Immunodeficiencies in Horses
Immunodeficiency is a rare disorder of the immune system that results in failure to build protection against pathogens. The most common clinical indication of an underlying immunodeficiency is recurrent infections with frequent treatment failures.
Clinical conditions that may indicate immunodeficiency include:
- two or more episodes of pneumonia within 1 year;
- infections with opportunistic organisms;
- multiple sites of infection (pneumonia + sinusitis);
- recurrent pyodermatitis, deep skin or organ abscesses;
- single episode of meningitis or osteomyelitis;
- two or more months on antibiotics with little or no affect;
- failure to gain weight or grow normally;
- recurrent infections with a history or primary immune deficiency in the blood line.

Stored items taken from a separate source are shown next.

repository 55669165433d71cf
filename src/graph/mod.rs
//! Graph core: data model, adjacency index, neighbor classification and
//! highlight state. Nothing in here touches the DOM.

pub mod classify;
pub mod color;
pub mod highlight;
pub mod index;
pub mod model;
pub mod search;
pub mod session;
pub mod types;

pub use classify::{NeighborClasses, SharingGroup, SharingSummary, Sharings};
pub use highlight::{ColorMode, HighlightState};
pub use index::{AdjacencyIndex, GraphIndex};
pub use model::{Edge, Graph, GroupNotice, Node};
pub use search::SearchOutcome;
pub use session::{ClickEvent, NodeSelection, ViewerSession};
pub use types::{GraphData, NodeId};
//! CSS color strings built from the exporter's `"r,g,b"` triplets.

/// `"r,g,b"` to `rgb(r,g,b)`.
pub fn rgb(triplet: &str) -> String {
	format!("rgb({})", triplet.trim())
}

/// `"r,g,b"` to `rgba(r,g,b,alpha)`.
pub fn rgba(triplet: &str, alpha: f64) -> String {
	format!("rgba({},{})", triplet.trim(), alpha)
}

/// Yellow for 0, red for `max`.
pub fn temperature_gradient(value: f64, max: f64) -> String {
	let ratio = if max > 0.0 {
		(value / max).clamp(0.0, 1.0)
	} else {
		0.0
	};
	format!("hsl({},100%,50%)", 60.0 * (1.0 - ratio))
}

#[cfg(test)]
mod tests {
	use super::*;

	#[test]
	fn builds_css_colors() {
		assert_eq!(rgb("10,20,30"), "rgb(10,20,30)");
		assert_eq!(rgba("10,20,30", 0.25), "rgba(10,20,30,0.25)");
	}

	#[test]
	fn gradient_runs_yellow_to_red() {
		assert_eq!(temperature_gradient(0.0, 10.0), "hsl(60,100%,50%)");
		assert_eq!(temperature_gradient(10.0, 10.0), "hsl(0,100%,50%)");
		assert_eq!(temperature_gradient(5.0, 10.0), "hsl(30,100%,50%)");
		assert_eq!(temperature_gradient(3.0, 0.0), "hsl(60,100%,50%)");
	}
}
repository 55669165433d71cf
use leptos::prelude::*;
use web_sys::MouseEvent;

use super::badge::{Badge, GroupBadge};
use crate::data::AccessoryData;
use crate::graph::classify::summarize_sharings;
use crate::graph::{ClickEvent, GroupNotice, NodeId, NodeSelection, SharingSummary, ViewerSession};

/// Counts are exported as floats; show whole numbers without decimals.
pub fn format_count(value: f64) -> String {
	if value.fract() == 0.0 {
		format!("{value:.0}")
	} else {
		format!("{value:.2}")
	}
}

/// Select a node picked from a list: a stage click, then a node click.
pub fn select_from_list(
	session: RwSignal<Option<ViewerSession>>,
	selection: RwSignal<Option<NodeSelection>>,
	id: NodeId,
) {
	let picked = session
		.try_update(|s| s.as_mut().and_then(|s| s.select_node(id)))
		.flatten();
	selection.set(picked);
}

#[component]
pub fn NodeLink(
	id: NodeId,
	session: RwSignal<Option<ViewerSession>>,
	selection: RwSignal<Option<NodeSelection>>,
	accessory: RwSignal<Option<AccessoryData>>,
) -> impl IntoView {
	let found = session
		.try_with_untracked(|s| {
			s.as_ref()
				.and_then(|s| s.graph().node(id.as_str()))
				.map(|n| (n.label.clone(), GroupBadge::for_node(n)))
		})
		.flatten();
	let (label, badge) = match found {
		Some((label, badge)) => (label, Some(badge)),
		None => (id.to_string(), None),
	};
	let on_click = move |ev: MouseEvent| {
		ev.prevent_default();
		select_from_list(session, selection, id.clone());
	};
	view! {
		{badge.map(|badge| view! { <Badge badge=badge accessory=accessory /> " " })}
		<a href="#" class="node-link" on:click=on_click>
			{label}
		</a>
	}
}

#[component]
fn NeighborList(
	title: &'static str,
	ids: Vec<NodeId>,
	session: RwSignal<Option<ViewerSession>>,
	selection: RwSignal<Option<NodeSelection>>,
	accessory: RwSignal<Option<AccessoryData>>,
) -> impl IntoView {
	let count = ids.len();
	view! {
		<section class="neighbors">
			<h4>{title} " (" {count} ")"</h4>
			<ul class="list-unstyled">
				{ids
					.into_iter()
					.map(|id| {
						view! {
							<li>
								<NodeLink id=id session=session selection=selection accessory=accessory />
							</li>
						}
					})
					.collect_view()}
			</ul>
		</section>
	}
}

#[component]
fn SharingList(
	title: &'static str,
	summary: SharingSummary,
	session: RwSignal<Option<ViewerSession>>,
	selection: RwSignal<Option<NodeSelection>>,
	accessory: RwSignal<Option<AccessoryData>>,
) -> impl IntoView {
	view! {
		<section class="sharings">
			<h4>{title} " (" {format_count(summary.total)} ")"</h4>
			{summary
				.groups
				.into_iter()
				.map(|group| {
					let name = accessory
						.with_untracked(|a| match a {
							Some(a) => a.main_group_label(&group.group).to_owned(),
							None => group.group.clone(),
						});
					view! {
						<div class="sharings-separator">
							<strong>{name} " (" {format_count(group.total)} ")"</strong>
							<ul class="list-unstyled">
								{group
									.members
									.into_iter()
									.map(|(id, weight)| {
										view! {
											<li>
												<NodeLink id=id session=session selection=selection accessory=accessory />
												" (" {format_count(weight)} ")"
											</li>
										}
									})
									.collect_view()}
							</ul>
						</div>
					}
				})
				.collect_view()}
		</section>
	}
}

#[component]
fn NodeDetails(
	selection_value: NodeSelection,
	session: RwSignal<Option<ViewerSession>>,
	selection: RwSignal<Option<NodeSelection>>,
	accessory: RwSignal<Option<AccessoryData>>,
) -> impl IntoView {
	let id = selection_value.id.clone();
	let Some((node, lists)) = session
		.try_with_untracked(|s| {
			let s = s.as_ref()?;
			let node = s.graph().node(id.as_str())?.clone();
			let graph = s.graph();
			let neighbors = &selection_value.neighbors;
			let sharings = &selection_value.sharings;
			Some((
				node,
				(
					graph.sort_by_label(neighbors.mutual.iter().cloned()),
					graph.sort_by_label(neighbors.in_only.iter().cloned()),
					graph.sort_by_label(neighbors.out_only.iter().cloned()),
					summarize_sharings(&sharings.in_sharing, graph),
					summarize_sharings(&sharings.out_sharing, graph),
				),
			))
		})
		.flatten()
	else {
		return view! { <p>"Unknown node " {id.to_string()}</p> }.into_any();
	};
	let (mutual, inbound, outbound, in_sharing, out_sharing) = lists;
	let self_sharing = selection_value.sharings.self_sharing;
	let badge = GroupBadge::for_node(&node);
	let group_name = accessory.with_untracked(|a| match a {
		Some(a) => a.main_group_label(&badge.main_group).to_owned(),
		None => badge.main_group.clone(),
	});

	let details = match node.notice() {
		GroupNotice::Unaffiliated => view! {
			<p class="disclaimer">"This channel is not attributed to any group."</p>
		}
		.into_any(),
		GroupNotice::Wiki => view! {
			<p class="disclaimer">"This channel was added from an external list."</p>
		}
		.into_any(),
		GroupNotice::Details => view! {
			<dl class="node-details">
				<dt>"Group"</dt>
				<dd><Badge badge=badge.clone() accessory=accessory /> " " {group_name}</dd>
				<dt>"Inbound connections"</dt>
				<dd>{format_count(node.in_degree())}</dd>
				<dt>"Outbound connections"</dt>
				<dd>{format_count(node.out_degree())}</dd>
				<dt>"Users"</dt>
				<dd>{format_count(node.fans())}</dd>
				<dt>"Messages"</dt>
				<dd>{format_count(node.messages_count())}</dd>
				<dt>"Activity period"</dt>
				<dd>{node.activity_period.clone().unwrap_or_default()}</dd>
			</dl>
		}
		.into_any(),
	};

	view! {
		<h3>
			<Badge badge=badge accessory=accessory />
			" "
			{node.label.clone()}
		</h3>
		{node.pic.clone().map(|src| view! { <img src=src style="max-width: 60px;" /> })}
		{match (node.handle(), node.profile_url()) {
			(Some(handle), Some(href)) => {
				Some(view! { <a href=href target="_blank">"@" {handle.to_owned()}</a> })
			}
			_ => None,
		}}
		{node.location.clone().map(|p| view! { <p class="location">"[" {p} "]"</p> })}
		{node.is_lost.then(|| view! { <p class="lost">"This channel is no longer reachable."</p> })}
		{details}
		<NeighborList title="Mutual" ids=mutual session=session selection=selection accessory=accessory />
		<NeighborList title="Inbound" ids=inbound session=session selection=selection accessory=accessory />
		<NeighborList title="Outbound" ids=outbound session=session selection=selection accessory=accessory />
		<p class="self-sharing">"Self sharings: " {format_count(self_sharing)}</p>
		<SharingList title="Shared from" summary=in_sharing session=session selection=selection accessory=accessory />
		<SharingList title="Shared to" summary=out_sharing session=session selection=selection accessory=accessory />
	}
	.into_any()
}

/// Sidebar describing the selected node.
#[component]
pub fn InfoPanel(
	session: RwSignal<Option<ViewerSession>>,
	selection: RwSignal<Option<NodeSelection>>,
	accessory: RwSignal<Option<AccessoryData>>,
) -> impl IntoView {
	let close = move |_: MouseEvent| {
		session.try_update(|s| s.as_mut().map(|s| s.handle_click(ClickEvent::Stage)));
		selection.set(None);
	};

	view! {
		<Show when=move || selection.with(Option::is_some)>
			<aside id="infobar" class="infobar">
				<button class="infobar-toggle" title="Close" on:click=close>"×"</button>
				{move || {
					selection
						.get()
						.map(|value| {
							view! {
								<NodeDetails
									selection_value=value
									session=session
									selection=selection
									accessory=accessory
								/>
							}
						})
				}}
			</aside>
		</Show>
	}
}
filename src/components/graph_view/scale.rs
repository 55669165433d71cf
//! Rescaling of data values to screen units.

/// Map `values` linearly so the smallest becomes `min_out` and the largest `max_out`.
///
/// When every value is equal they all map to `max_out`.
pub fn linear(values: impl IntoIterator<Item = f64> + Clone, min_out: f64, max_out: f64) -> Vec<f64> {
	let (lo, hi) = values
		.clone()
		.into_iter()
		.fold((f64::INFINITY, f64::NEG_INFINITY), |(lo, hi), v| {
			(lo.min(v), hi.max(v))
		});
	let (a, b) = if hi > lo {
		let a = (max_out - min_out) / (hi - lo);
		(a, max_out - a * hi)
	} else {
		(0.0, max_out)
	};
	values.into_iter().map(|v| a * v + b).collect()
}

/// Fit exported layout positions into a `width` x `height` viewport centered on the origin.
pub fn fit_positions(points: &[(f64, f64)], width: f64, height: f64, margin: f64) -> Vec<(f32, f32)> {
	if points.is_empty() {
		return Vec::new();
	}
	let (mut min_x, mut min_y) = (f64::INFINITY, f64::INFINITY);
	let (mut max_x, mut max_y) = (f64::NEG_INFINITY, f64::NEG_INFINITY);
	for &(x, y) in points {
		min_x = min_x.min(x);
		max_x = max_x.max(x);
		min_y = min_y.min(y);
		max_y = max_y.max(y);
	}
	let (span_x, span_y) = (max_x - min_x, max_y - min_y);
	let (avail_x, avail_y) = (
		(width - 2.0 * margin).max(1.0),
		(height - 2.0 * margin).max(1.0),
	);
	let k = match (span_x > 0.0, span_y > 0.0) {
		(true, true) => (avail_x / span_x).min(avail_y / span_y),
		(true, false) => avail_x / span_x,
		(false, true) => avail_y / span_y,
		(false, false) => 1.0,
	};
	let (cx, cy) = ((min_x + max_x) / 2.0, (min_y + max_y) / 2.0);
	points
		.iter()
		.map(|&(x, y)| (((x - cx) * k) as f32, ((y - cy) * k) as f32))
		.collect()
}

#[cfg(test)]
mod tests {
	use super::*;

	#[test]
	fn linear_spans_output_range() {
		let out = linear([2.0, 4.0, 6.0], 1.0, 10.0);
		assert_eq!(out, [1.0, 5.5, 10.0]);
	}

	#[test]
	fn linear_constant_input_is_max() {
		assert_eq!(linear([3.0, 3.0], 1.0, 10.0), [10.0, 10.0]);
		assert!(linear(Vec::<f64>::new(), 1.0, 10.0).is_empty());
	}

	#[test]
	fn positions_fit_and_center() {
		let fitted = fit_positions(&[(0.0, 0.0), (10.0, 5.0)], 220.0, 120.0, 10.0);
		assert_eq!(fitted, [(-100.0, -50.0), (100.0, 50.0)]);
		assert_eq!(fit_positions(&[(3.0, 3.0)], 100.0, 100.0, 0.0), [(0.0, 0.0)]);
	}
}
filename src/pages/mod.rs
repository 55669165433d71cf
pub mod home;
pub mod not_found;
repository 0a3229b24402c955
use jobflow_core::JobflowError;
use jobflow_persistence::PersistenceError;
use thiserror::Error;

/// Errores de la aplicación (binario de demo y facade).
#[derive(Debug, Error)]
pub enum AppError {
    #[error("Error del motor: {0}")]
    Engine(#[from] JobflowError),
    #[error("Error de persistencia: {0}")]
    Persistence(#[from] PersistenceError),
    #[error("Error de configuración: {0}")]
    Config(String),
}

impl AppError {
    /// Código de salida del proceso para este error.
    pub fn exit_code(&self) -> i32 {
        match self {
            Self::Config(_) => 2,
            Self::Engine(_) => 4,
            Self::Persistence(_) => 5,
        }
    }
}
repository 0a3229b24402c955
use std::collections::BTreeMap;

use chrono::{DateTime, Utc};
use diesel::prelude::*;
use jobflow_core::{BlueprintId, Job, JobId, JobRepository, JobState, Missing, StoreError};
use log::{debug, error};
use serde_json::Value;
use uuid::Uuid;

use super::{with_retry, ConnectionProvider};
use crate::error::PersistenceError;
use crate::schema::jobs;

/// Fila de `jobs`. `state` guarda el código corto (`NS`, `S`, `F`) y `data`
/// el mapa índice -> payload con claves string.
#[derive(Queryable, Debug)]
pub struct JobRow {
    pub id: Uuid,
    pub blueprint_id: i64,
    pub current_execution_step: Option<i32>,
    pub state: String,
    pub data: Value,
    pub version: i64,
    pub updated_at: DateTime<Utc>,
}

#[derive(Insertable, Debug)]
#[diesel(table_name = jobs)]
struct NewJobRow<'a> {
    id: Uuid,
    blueprint_id: i64,
    current_execution_step: Option<i32>,
    state: &'a str,
    data: Value,
    version: i64,
}

impl TryFrom<JobRow> for Job {
    type Error = PersistenceError;

    fn try_from(row: JobRow) -> Result<Self, Self::Error> {
        let state = JobState::from_code(&row.state).ok_or_else(|| PersistenceError::Decode(format!("job {} unknown state `{}`", row.id, row.state)))?;
        let current_execution_step = row.current_execution_step
                                        .map(usize::try_from)
                                        .transpose()
                                        .map_err(|_| PersistenceError::Decode(format!("job {} negative step index", row.id)))?;
        let data: BTreeMap<usize, Value> =
            serde_json::from_value(row.data).map_err(|e| PersistenceError::Decode(format!("job {} data: {e}", row.id)))?;
        let job = Job { id: JobId(row.id),
                        blueprint_id: BlueprintId(row.blueprint_id),
                        current_execution_step,
                        state,
                        data,
                        version: row.version,
                        updated_at: row.updated_at };
        job.check_invariants().map_err(PersistenceError::Decode)?;
        Ok(job)
    }
}

fn index_column(job: &Job) -> Result<Option<i32>, PersistenceError> {
    job.current_execution_step
       .map(i32::try_from)
       .transpose()
       .map_err(|_| PersistenceError::Decode(format!("job {} step index too large", job.id)))
}

fn data_column(job: &Job) -> Result<Value, PersistenceError> {
    serde_json::to_value(&job.data).map_err(|e| PersistenceError::Unknown(format!("ser: {e}")))
}

pub struct PgJobRepository<P: ConnectionProvider> {
    pub provider: P,
}

impl<P: ConnectionProvider> PgJobRepository<P> {
    pub fn new(provider: P) -> Self {
        Self { provider }
    }
}

impl<P: ConnectionProvider> JobRepository for PgJobRepository<P> {
    fn insert_job(&self, job: &Job) -> Result<Job, StoreError> {
        let current_execution_step = index_column(job)?;
        let data = data_column(job)?;
        let row: JobRow = with_retry(|| {
                              let mut conn = self.provider.connection()?;
                              let new_row = NewJobRow { id: job.id.0,
                                                        blueprint_id: job.blueprint_id.0,
                                                        current_execution_step,
                                                        state: job.state.code(),
                                                        data: data.clone(),
                                                        version: 0 };
                              diesel::insert_into(jobs::table).values(new_row)
                                                              .get_result(&mut conn)
                                                              .map_err(PersistenceError::from)
                          }).map_err(|e| match e {
                                PersistenceError::ForeignKeyViolation(_) => PersistenceError::Store(StoreError::NotFound(Missing::Blueprint(job.blueprint_id))),
                                other => other,
                            })?;
        debug!("insert_job id={} blueprint={}", row.id, row.blueprint_id);
        Ok(Job::try_from(row)?)
    }

    fn load_job(&self, id: JobId) -> Result<Job, StoreError> {
        let row: Option<JobRow> = with_retry(|| {
                                      let mut conn = self.provider.connection()?;
                                      jobs::table.find(id.0)
                                                 .first(&mut conn)
                                                 .optional()
                                                 .map_err(PersistenceError::from)
                                  })?;
        let row = row.ok_or(StoreError::NotFound(Missing::Job(id)))?;
        Ok(Job::try_from(row)?)
    }

    fn save_job(&self, job: &Job) -> Result<Job, StoreError> {
        let current_execution_step = index_column(job)?;
        let data = data_column(job)?;
        debug!("save_job:start job={} expected_version={}", job.id, job.version);
        // UPDATE ... WHERE id = $1 AND version = $2: si otro llamador guardó
        // antes, no se actualiza ninguna fila y se reporta conflicto.
        let saved = with_retry(|| {
            let mut conn = self.provider.connection()?;
            conn.build_transaction()
                .read_write()
                .run(|tx| -> Result<Job, PersistenceError> {
                    let updated: Option<JobRow> =
                        diesel::update(jobs::table.filter(jobs::id.eq(job.id.0))
                                                  .filter(jobs::version.eq(job.version)))
                            .set((jobs::current_execution_step.eq(current_execution_step),
                                  jobs::state.eq(job.state.code()),
                                  jobs::data.eq(data.clone()),
                                  jobs::version.eq(job.version + 1),
                                  jobs::updated_at.eq(Utc::now())))
                            .get_result(tx)
                            .optional()?;
                    match updated {
                        Some(row) => Job::try_from(row),
                        None => {
                            let exists = jobs::table.find(job.id.0)
                                                    .select(jobs::id)
                                                    .first::<Uuid>(tx)
                                                    .optional()?
                                                    .is_some();
                            if exists {
                                Err(StoreError::VersionConflict(job.id).into())
                            } else {
                                Err(StoreError::NotFound(Missing::Job(job.id)).into())
                            }
                        }
                    }
                })
        }).inspect_err(|e| match e {
              PersistenceError::Store(_) => debug!("save_job:rejected job={} err={e}", job.id),
              other => error!("save_job:error job={} err={other:?}", job.id),
          })?;
        debug!("save_job:done job={} version={}", saved.id, saved.version);
        Ok(saved)
    }

    fn list_jobs(&self, blueprint_id: BlueprintId) -> Result<Vec<Job>, StoreError> {
        let rows: Vec<JobRow> = with_retry(|| {
                                    let mut conn = self.provider.connection()?;
                                    jobs::table.filter(jobs::blueprint_id.eq(blueprint_id.0))
                                               .order(jobs::updated_at.asc())
                                               .load(&mut conn)
                                               .map_err(PersistenceError::from)
                                })?;
        let jobs = rows.into_iter()
                       .map(Job::try_from)
                       .collect::<Result<Vec<_>, _>>()?;
        Ok(jobs)
    }

    fn delete_jobs_for(&self, blueprint_id: BlueprintId) -> Result<usize, StoreError> {
        let deleted = with_retry(|| {
                          let mut conn = self.provider.connection()?;
                          diesel::delete(jobs::table.filter(jobs::blueprint_id.eq(blueprint_id.0))).execute(&mut conn)
                                                                                                   .map_err(PersistenceError::from)
                      })?;
        Ok(deleted)
    }
}

#[cfg(test)]
mod tests {
    use super::*;
    use serde_json::json;

    fn row(state: &str, step: Option<i32>, data: Value) -> JobRow {
        JobRow { id: Uuid::new_v4(),
                 blueprint_id: 1,
                 current_execution_step: step,
                 state: state.to_string(),
                 data,
                 version: 3,
                 updated_at: Utc::now() }
    }

    #[test]
    fn decodes_valid_rows() {
        let job = Job::try_from(row("S", Some(2), json!({"2": {"abc": 123}}))).unwrap();
        assert_eq!(job.state, JobState::Started);
        assert_eq!(job.current_execution_step, Some(2));
        assert_eq!(job.data.get(&2), Some(&json!({"abc": 123})));
        assert_eq!(job.version, 3);
    }

    #[test]
    fn rejects_corrupt_rows() {
        assert!(matches!(Job::try_from(row("X", None, json!({}))), Err(PersistenceError::Decode(_))));
        assert!(matches!(Job::try_from(row("F", Some(1), json!({}))), Err(PersistenceError::Decode(_))));
        assert!(matches!(Job::try_from(row("S", Some(-1), json!({}))), Err(PersistenceError::Decode(_))));
        assert!(matches!(Job::try_from(row("NS", None, json!({"zero": 1}))), Err(PersistenceError::Decode(_))));
    }
}
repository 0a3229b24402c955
use jobflow_core::{Action, Blueprint, InMemoryBlueprintRepository, InMemoryJobRepository, JobEngine, JobState, JobflowError, Missing,
                   NewStep, StepSpec};
use serde_json::json;

type Engine = JobEngine<InMemoryBlueprintRepository, InMemoryJobRepository>;

fn linear_blueprint(engine: &Engine, names: &[&str]) -> Blueprint {
    let bp = engine.create_blueprint("linear").expect("blueprint");
    let last = names.len() - 1;
    let entries = names.iter().enumerate().map(|(i, name)| {
                                             let accept = if i == last { Action::EndJob } else { Action::GoToStep(i + 1) };
                                             (i, StepSpec::new(NewStep::named(*name), accept).with_reject(Action::EndJob))
                                         });
    engine.set_steps(bp.id, entries).expect("set_steps")
}

#[test]
fn blueprint_knows_its_steps_in_order() {
    let engine = Engine::default();
    let bp = linear_blueprint(&engine, &["collect", "review"]);
    let steps = engine.steps(bp.id).unwrap();
    let names: Vec<&str> = steps.iter().map(|s| s.name.as_str()).collect();
    assert_eq!(names, vec!["collect", "review"]);
    assert_eq!(bp.execution_table.entry(0).unwrap().step_id, steps[0].id);
    assert_eq!(bp.execution_table.entry(1).unwrap().step_id, steps[1].id);
    assert!(steps.iter().all(|s| s.blueprint_id == bp.id));
}

#[test]
fn steps_execute_in_table_order() {
    // 0 -> GO_TO_STEP 1, 1 -> GO_TO_STEP 2, 2 -> END_JOB
    let engine = Engine::default();
    let bp = linear_blueprint(&engine, &["one", "two", "three"]);
    let steps = engine.steps(bp.id).unwrap();
    let job = engine.create_job(bp.id).unwrap();

    assert_eq!(engine.start(job.id).unwrap(), steps[0]);
    engine.accept_step(job.id).unwrap();
    assert_eq!(engine.current_step(job.id).unwrap(), steps[1]);
    engine.accept_step(job.id).unwrap();
    assert_eq!(engine.current_step(job.id).unwrap(), steps[2]);

    let done = engine.accept_step(job.id).unwrap();
    assert_eq!(done.state, JobState::Finished);
    assert_eq!(done.current_execution_step, None);
}

#[test]
fn accept_after_finish_raises_already_finished() {
    let engine = Engine::default();
    let bp = linear_blueprint(&engine, &["one", "two"]);
    let job = engine.create_job(bp.id).unwrap();
    engine.start(job.id).unwrap();
    engine.accept_step(job.id).unwrap();
    let finished = engine.accept_step(job.id).unwrap();
    assert_eq!(finished.state, JobState::Finished);
    assert_eq!(finished.current_execution_step, None);

    for _ in 0..3 {
        assert_eq!(engine.accept_step(job.id), Err(JobflowError::AlreadyFinished(job.id)));
    }
    // Ni estado, ni índice, ni versión cambian.
    assert_eq!(engine.job(job.id).unwrap(), finished);
}

#[test]
fn jobs_remember_step_data() {
    let engine = Engine::default();
    let bp = linear_blueprint(&engine, &["only"]);
    let job = engine.create_job(bp.id).unwrap();
    engine.start(job.id).unwrap();

    let data = json!({"abc": 123});
    engine.set_data_for_step(job.id, 0, data.clone()).unwrap();
    assert_eq!(engine.get_data_for_step(job.id, 0).unwrap(), data);
}

#[test]
fn missing_data_is_not_found() {
    let engine = Engine::default();
    let bp = linear_blueprint(&engine, &["only"]);
    let job = engine.create_job(bp.id).unwrap();
    assert_eq!(engine.get_data_for_step(job.id, 0),
               Err(JobflowError::NotFound(Missing::Data { index: 0 })));
}

#[test]
fn current_step_is_stable_between_accepts() {
    let engine = Engine::default();
    let bp = linear_blueprint(&engine, &["one", "two"]);
    let job = engine.create_job(bp.id).unwrap();
    engine.start(job.id).unwrap();
    engine.accept_step(job.id).unwrap();
    let a = engine.current_step(job.id).unwrap();
    let b = engine.current_step(job.id).unwrap();
    assert_eq!(a, b);
}

#[test]
fn set_steps_twice_is_rejected() {
    let engine = Engine::default();
    let bp = linear_blueprint(&engine, &["one"]);
    let again = vec![(0, StepSpec::new(NewStep::named("other"), Action::EndJob))];
    assert!(matches!(engine.set_steps(bp.id, again), Err(JobflowError::InvalidDefinition(_))));
    assert_eq!(engine.steps(bp.id).unwrap().len(), 1);
}

#[test]
fn jobs_advance_independently() {
    let engine = Engine::default();
    let bp = linear_blueprint(&engine, &["one", "two", "three"]);
    let a = engine.create_job(bp.id).unwrap();
    let b = engine.create_job(bp.id).unwrap();
    engine.start(a.id).unwrap();
    engine.start(b.id).unwrap();
    engine.accept_step(a.id).unwrap();
    engine.accept_step(a.id).unwrap();
    assert_eq!(engine.job(a.id).unwrap().current_execution_step, Some(2));
    assert_eq!(engine.job(b.id).unwrap().current_execution_step, Some(0));
    assert_eq!(engine.jobs_for(bp.id).unwrap().len(), 2);
}

#[test]
fn loops_back_to_earlier_step() {
    let engine = Engine::default();
    let bp = engine.create_blueprint("loop").unwrap();
    let bp = engine.set_steps(bp.id,
                              vec![(0, StepSpec::new(NewStep::named("draft"), Action::GoToStep(1))),
                                   (1, StepSpec::new(NewStep::named("review"), Action::EndJob)
                                           .with_reject(Action::GoToStep(0)))])
                   .unwrap();
    let job = engine.create_job(bp.id).unwrap();
    engine.start(job.id).unwrap();
    engine.accept_step(job.id).unwrap();
    let back = engine.reject_step(job.id).unwrap();
    assert_eq!(back.state, JobState::Started);
    assert_eq!(back.current_execution_step, Some(0));
    assert_eq!(engine.current_step(job.id).unwrap().name, "draft");
}

#[test]
fn delete_blueprint_cascades() {
    let engine = Engine::default();
    let bp = linear_blueprint(&engine, &["one", "two"]);
    let job = engine.create_job(bp.id).unwrap();
    engine.delete_blueprint(bp.id).unwrap();
    assert_eq!(engine.job(job.id), Err(JobflowError::NotFound(Missing::Job(job.id))));
    assert!(matches!(engine.steps(bp.id), Err(JobflowError::NotFound(Missing::Blueprint(_)))));
}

In equine neonates, the clinical recognition of immunodeficiency may not be obvious because of the common presentation of failure of passive transfer of immunoglobulin and infection in this age group. However, infections with opportunistic organisms (e.g. Cryptosporidium parvum, Pneumocystis jirovecii, Candida spp., adenovirus) should alert for an immunodeficiency condition. In contrast, foals with recurrent respiratory infections at a later age (3-6 months of life) could present a delay in the development of their immune system, which increases their susceptibility to pathogens. In the adult horse, stress plays a significant role in predisposition to infections that can be managed with rest and supportive treatment; however, recurrent bacterial respiratory infections or meningitis are common manifestations of underlying immunodeficiencies.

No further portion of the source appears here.